REQUIRED ACTION:
Every line below that mentions the word "folder" should be copied out.

+++ SOURCE INFORMATION +++

//! # L.A.R.A.
//!
//! Legal Analysis & Research Assistant.
//!
//! Answers legal questions for two audiences: citizens get plain-language
//! guidance, lawyers get a structured memo. Each question is rewritten,
//! researched on the web (Tavily) and optionally in a local document folder,
//! reflected on until the evidence is sufficient, then analysed.
//!
//! ## Quick Start
//! ```bash
//! lara ask --role citizen "Is at-will employment legal in California?"
//! lara chat --role lawyer
//! ```

// =============================================================================
// IMPORTS
// =============================================================================
use anyhow::Result;
use clap::{Parser, Subcommand};
use std::io::Write;
use tokio::io::{AsyncBufReadExt, BufReader};
use tracing::{error, info};
use tracing_subscriber::{EnvFilter, FmtSubscriber};

use lara_graph::{GraphError, Persona, RunOutcome};

use lara_agent::agent::{analysis_text, LegalAssistant};
use lara_agent::config::Config;

// =============================================================================
// CLI ARGUMENTS
// =============================================================================
#[derive(Parser, Debug)]
#[command(
    name = "lara",
    version,
    about = "L.A.R.A. - legal analysis and research assistant for citizens and lawyers",
    long_about = r#"
L.A.R.A. researches a legal question on the web (and optionally in a local
folder of statutes or memos), checks whether the evidence is sufficient,
and writes an answer for the chosen audience.

REQUIRED ENVIRONMENT (or .env):
  TAVILY_API_KEY    web search
  GROQ_API_KEY      hosted LLM (or set LLM_PROVIDER=ollama)

EXAMPLES:
  lara ask "Is at-will employment legal in California?"
  lara ask --role lawyer --thread-id case-17 "Exceptions to at-will employment"
  lara chat --role citizen
"#
)]
struct Args {
    #[command(subcommand)]
    command: Command,

    /// Model to use (overrides LLM_MODEL env var)
    #[arg(short = 'm', long = "model", global = true, env = "LLM_MODEL")]
    model: Option<String>,

    /// Verbose output (debug logging)
    #[arg(short = 'v', long = "verbose", global = true, default_value = "false")]
    verbose: bool,
}

#[derive(Subcommand, Debug, PartialEq)]
enum Command {
    /// Answer a single question
    Ask {
        /// Audience: citizen or lawyer
        #[arg(short = 'r', long = "role", default_value = "citizen")]
        role: String,

        /// Conversation thread (a new one is created when omitted)
        #[arg(short = 't', long = "thread-id")]
        thread_id: Option<String>,

        /// The legal question
        #[arg(value_name = "QUERY")]
        query: String,
    },

    /// Interactive session on one thread
    Chat {
        /// Audience: citizen or lawyer
        #[arg(short = 'r', long = "role", default_value = "citizen")]
        role: String,

        /// Conversation thread (a new one is created when omitted)
        #[arg(short = 't', long = "thread-id")]
        thread_id: Option<String>,
    },
}

// =============================================================================
// MAIN FUNCTION
// =============================================================================
#[tokio::main]
async fn main() -> Result<()> {
    let args = Args::parse();

    // Load configuration from environment/.env file
    let mut config = Config::from_env()?;

    init_logging(args.verbose, &config.log_level)?;

    info!("L.A.R.A. starting up...");

    if let Some(model) = args.model {
        info!(model = %model, "Using model from command line");
        config.model = model;
    }

    // Missing keys stop us here, before any question is taken
    if let Err(e) = config.validate() {
        error!(error = %e, "Invalid configuration");
        eprintln!("\n❌ {e}");
        return Err(e.into());
    }

    info!(
        provider = %config.provider,
        model = %config.model,
        "Configuration loaded"
    );

    let assistant = LegalAssistant::from_config(&config)?;

    match args.command {
        Command::Ask {
            role,
            thread_id,
            query,
        } => {
            let thread_id = thread_id.unwrap_or_else(new_thread_id);
            match assistant.ask(&role, &query, &thread_id).await {
                Ok(outcome) => present(&outcome),
                Err(e) => {
                    report(&e);
                    return Err(e.into());
                }
            }
        }
        Command::Chat { role, thread_id } => {
            let thread_id = thread_id.unwrap_or_else(new_thread_id);
            chat(&assistant, role, thread_id).await?;
        }
    }

    info!("L.A.R.A. finished");
    Ok(())
}

fn new_thread_id() -> String {
    uuid::Uuid::new_v4().to_string()
}

// =============================================================================
// INTERACTIVE SESSION
// =============================================================================
/// One line of chat input
#[derive(Debug, PartialEq)]
enum ChatInput {
    Question(String),
    SwitchRole(String),
    NewThread,
    ListThreads,
    History,
    Retry,
    Quit,
    Empty,
}

fn parse_chat_input(line: &str) -> ChatInput {
    let line = line.trim();
    if line.is_empty() {
        return ChatInput::Empty;
    }

    match line.split_once(' ').unwrap_or((line, "")) {
        ("/quit" | "/exit", _) => ChatInput::Quit,
        ("/new", _) => ChatInput::NewThread,
        ("/threads", _) => ChatInput::ListThreads,
        ("/history", _) => ChatInput::History,
        ("/retry", _) => ChatInput::Retry,
        ("/role", role) => ChatInput::SwitchRole(role.trim().to_string()),
        _ => ChatInput::Question(line.to_string()),
    }
}

async fn chat(assistant: &LegalAssistant, mut role: String, mut thread_id: String) -> Result<()> {
    println!("L.A.R.A. chat ({role}) on thread {thread_id}");
    println!("Commands: /role <citizen|lawyer>, /new, /threads, /history, /retry, /quit\n");

    let mut lines = BufReader::new(tokio::io::stdin()).lines();

    loop {
        print!("{role}> ");
        std::io::stdout().flush()?;

        let Some(line) = lines.next_line().await? else {
            break;
        };

        match parse_chat_input(&line) {
            ChatInput::Empty => continue,
            ChatInput::Quit => break,
            ChatInput::NewThread => {
                thread_id = new_thread_id();
                println!("Started thread {thread_id}");
            }
            ChatInput::ListThreads => {
                for id in assistant.threads().await? {
                    let marker = if id == thread_id { "*" } else { " " };
                    println!("{marker} {id}");
                }
            }
            ChatInput::History => {
                for message in assistant.history(&thread_id).await? {
                    println!("[{:?}] {}", message.role, message.content);
                }
            }
            ChatInput::Retry => match assistant.resume(&thread_id).await {
                Ok(outcome) => present(&outcome),
                Err(e) => report(&e),
            },
            ChatInput::SwitchRole(next) => match next.parse::<Persona>() {
                Ok(persona) => {
                    role = persona.to_string();
                    println!("Role set to {role}");
                }
                Err(e) => eprintln!("❌ {}", e.user_message()),
            },
            ChatInput::Question(query) => match assistant.ask(&role, &query, &thread_id).await {
                Ok(outcome) => present(&outcome),
                Err(e) => report(&e),
            },
        }
    }

    Ok(())
}

// =============================================================================
// OUTPUT
// =============================================================================
fn present(outcome: &RunOutcome) {
    println!("\n{}", "=".repeat(60));
    println!("LEGAL ANALYSIS ({})", outcome.persona);
    println!("{}\n", "=".repeat(60));
    println!("{}", analysis_text(outcome));

    if !outcome.sources.is_empty() {
        println!("\nSources:");
        for (i, source) in outcome.sources.iter().enumerate() {
            println!("  {}. {} - {}", i + 1, source.title, source.url);
        }
    }

    if outcome.best_effort {
        println!(
            "\nNote: research stopped after {} passes; this is a best-effort answer.",
            outcome.research_iterations
        );
    }

    println!("\nThread: {}", outcome.thread_id);
    println!("{}", "=".repeat(60));
}

fn report(e: &GraphError) {
    error!(error = %e, thread_id = ?e.thread_id(), "Request failed");
    eprintln!("\n❌ {}", e.user_message());
}

// =============================================================================
// LOGGING INITIALIZATION
// =============================================================================
/// `--verbose` forces debug; otherwise `RUST_LOG` (or "info") applies.
fn init_logging(verbose: bool, level: &str) -> Result<()> {
    let filter = if verbose {
        EnvFilter::new("debug")
    } else {
        EnvFilter::try_new(level).unwrap_or_else(|_| EnvFilter::new("info"))
    };

    let subscriber = FmtSubscriber::builder()
        .with_env_filter(filter)
        .with_target(true)
        .with_thread_names(false)
        .with_file(false)
        .with_line_number(false)
        .finish();

    tracing::subscriber::set_global_default(subscriber)
        .map_err(|e| anyhow::anyhow!("Failed to set logging subscriber: {}", e))?;

    Ok(())
}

+++

TASK RESULT:
//! researched on the web (Tavily) and optionally in a local document folder,
folder of statutes or memos), checks whether the evidence is sufficient,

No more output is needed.